Wednesday, February 21, 2001    Send to a friend Send to a friend
Poison pens and slime, gentlemen, please.

JAMES SILVER


THERE are certain subjects, says Anthony Howard, guaranteed to get the crackpot brigade going. "Water quality, opinion polls and anything to do with the railways ... You learn to recognise the envelopes. The moment you see green or mauve ink your heart sinks. One man would begin all his letters to me 'Dear Twerp'. Others send you their plans for world peace. I don't answer them. It's a waste of time. They only write back."

The green-ink brigade generally dishes up a pungent combination of pedantry and abuse. According to The Daily Mail's Ann Leslie, racists are the worst of the bunch. "These people send you hideous drawings to 'prove' how all black people are in fact apes. They cite pseudo-academic sources, like 'the famous anthropologist William H Witherspoone III'. I bin them straight away."

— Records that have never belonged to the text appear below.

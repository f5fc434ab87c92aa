// Copyright 2026 The SlipShark Project
// SPDX-License-Identifier: Apache-2.0

use clap::Parser;
use slipshark::config;
use slipshark::proxy;
use slipshark::upstream::{ReqwestUpstreamClient, UpstreamClient};

use std::net::{IpAddr, SocketAddr};
use std::sync::Arc;

#[derive(Parser)]
#[command(name = "slipshark-relay", about = "Streaming research relay")]
struct Cli {
    /// Path to the slipshark.yaml config file
    #[arg(long, default_value = "slipshark.yaml", env = "SLIPSHARK_CONFIG")]
    config: String,

    /// Address to bind
    #[arg(long, default_value = "127.0.0.1", env = "SLIPSHARK_HOST")]
    host: IpAddr,

    /// Port to listen on
    #[arg(long, default_value_t = 8787, env = "SLIPSHARK_PORT")]
    port: u16,
}

#[tokio::main]
async fn main() {
    tracing_subscriber::fmt()
        .json()
        .with_target(false)
        .with_writer(std::io::stderr)
        .init();

    let cli = Cli::parse();

    let addr = SocketAddr::new(cli.host, cli.port);
    tracing::info!(%addr, "slipshark relay starting");

    let source = config::FileSource {
        path: std::path::PathBuf::from(cli.config),
    };
    let config = match config::load_config(&source) {
        Ok(c) => c,
        Err(e) => {
            tracing::error!("failed to load config: {e}");
            std::process::exit(1);
        }
    };

    tracing::info!(
        version = %config.version,
        environment = %config.environment,
        upstream = %config.upstream.url,
        path = %config.relay.path,
        platform = %config.relay.platform,
        "config loaded"
    );

    let upstream: Arc<dyn UpstreamClient> = Arc::new(ReqwestUpstreamClient::new(
        reqwest::Client::new(),
        &config.upstream,
    ));

    let app = proxy::build_router(upstream, config.relay);

    let listener = tokio::net::TcpListener::bind(addr)
        .await
        .expect("failed to bind to address");

    tracing::info!(%addr, "slipshark relay listening");

    axum::serve(listener, app)
        .await
        .expect("server error");
}
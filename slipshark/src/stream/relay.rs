// Copyright 2026 The SlipShark Project
// SPDX-License-Identifier: Apache-2.0

// Relay stream
//
// Drives an SseFrameParser over an upstream byte stream and yields the
// flattened content as raw bytes. Pull-driven: the upstream is only read
// when the consumer asks for the next item, so outbound backpressure
// reaches the upstream connection and nothing queues unboundedly.

use super::frame::SseFrameParser;
use super::types::StreamError;
use bytes::Bytes;
use futures_util::stream::{self, Stream, StreamExt};
use std::collections::VecDeque;
use std::fmt::Display;
use std::time::Instant;

struct RelayState<S> {
    input: S,
    parser: SseFrameParser,
    ready: VecDeque<String>,
    done: bool,
    failed: bool,
    request_id: String,
    started: Instant,
    units: usize,
    bytes: usize,
}

impl<S> RelayState<S> {
    fn log_end(&self) {
        tracing::info!(
            request_id = %self.request_id,
            chunks = self.units,
            bytes = self.bytes,
            latency_ms = self.started.elapsed().as_secs_f64() * 1000.0,
            "relay stream finished"
        );
    }
}

/// Turn an SSE byte stream into a stream of content bytes.
///
/// Each `data: ` payload becomes one item, emitted as soon as the message
/// containing it is complete. The first error (upstream read failure or
/// malformed UTF-8) is yielded once and ends the stream.
pub fn relay_content<S, E>(
    input: S,
    request_id: impl Into<String>,
) -> impl Stream<Item = Result<Bytes, StreamError>> + Send + 'static
where
    S: Stream<Item = Result<Bytes, E>> + Send + Unpin + 'static,
    E: Display,
{
    let state = RelayState {
        input,
        parser: SseFrameParser::new(),
        ready: VecDeque::new(),
        done: false,
        failed: false,
        request_id: request_id.into(),
        started: Instant::now(),
        units: 0,
        bytes: 0,
    };

    stream::unfold(state, |mut state| async move {
        loop {
            if let Some(unit) = state.ready.pop_front() {
                state.units += 1;
                state.bytes += unit.len();
                return Some((Ok(Bytes::from(unit)), state));
            }
            if state.done {
                if !state.failed {
                    state.log_end();
                }
                return None;
            }

            match state.input.next().await {
                Some(Ok(chunk)) => match state.parser.push(&chunk) {
                    Ok(units) => state.ready.extend(units),
                    Err(e) => return Some((fail(&mut state, e), state)),
                },
                Some(Err(e)) => {
                    let err = StreamError::Upstream(e.to_string());
                    return Some((fail(&mut state, err), state));
                }
                None => {
                    state.done = true;
                    match state.parser.finish() {
                        Ok(Some(residual)) => {
                            tracing::debug!(
                                request_id = %state.request_id,
                                "flushing unterminated trailing message"
                            );
                            state.ready.push_back(residual);
                        }
                        Ok(None) => {}
                        Err(e) => return Some((fail(&mut state, e), state)),
                    }
                }
            }
        }
    })
}

fn fail<S>(state: &mut RelayState<S>, err: StreamError) -> Result<Bytes, StreamError> {
    state.done = true;
    state.failed = true;
    state.ready.clear();
    tracing::error!(
        request_id = %state.request_id,
        error = %err,
        chunks = state.units,
        bytes = state.bytes,
        "relay stream failed"
    );
    Err(err)
}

Next in the litany of crank letter-writers come the conspiracy theorists.

The Guardian's chief reporter, Kevin Maguire, recalls one correspondent from the West Midlands. "He wrote to me every fortnight about how he was under surveillance by the security services. He would send in these cassettes to show that his phone was being tapped. Finally I listened to one, but all I could hear was half an hour of intermittent hissing noises."

Two subjects certain to provoke a number of poison-pen letters are religion and sexuality. "The most abusive stuff I get is from the God squad," says Maguire. "I was on Sky News grilling Ian Paisley. I got hate mail afterwards telling me I will go to hell when I die; tirades saying I was a sodomite. The same thing happened when I defended Peter Mandelson in The Mirror.

Strangely, the letters were very literate. They weren't in green ink or crayon."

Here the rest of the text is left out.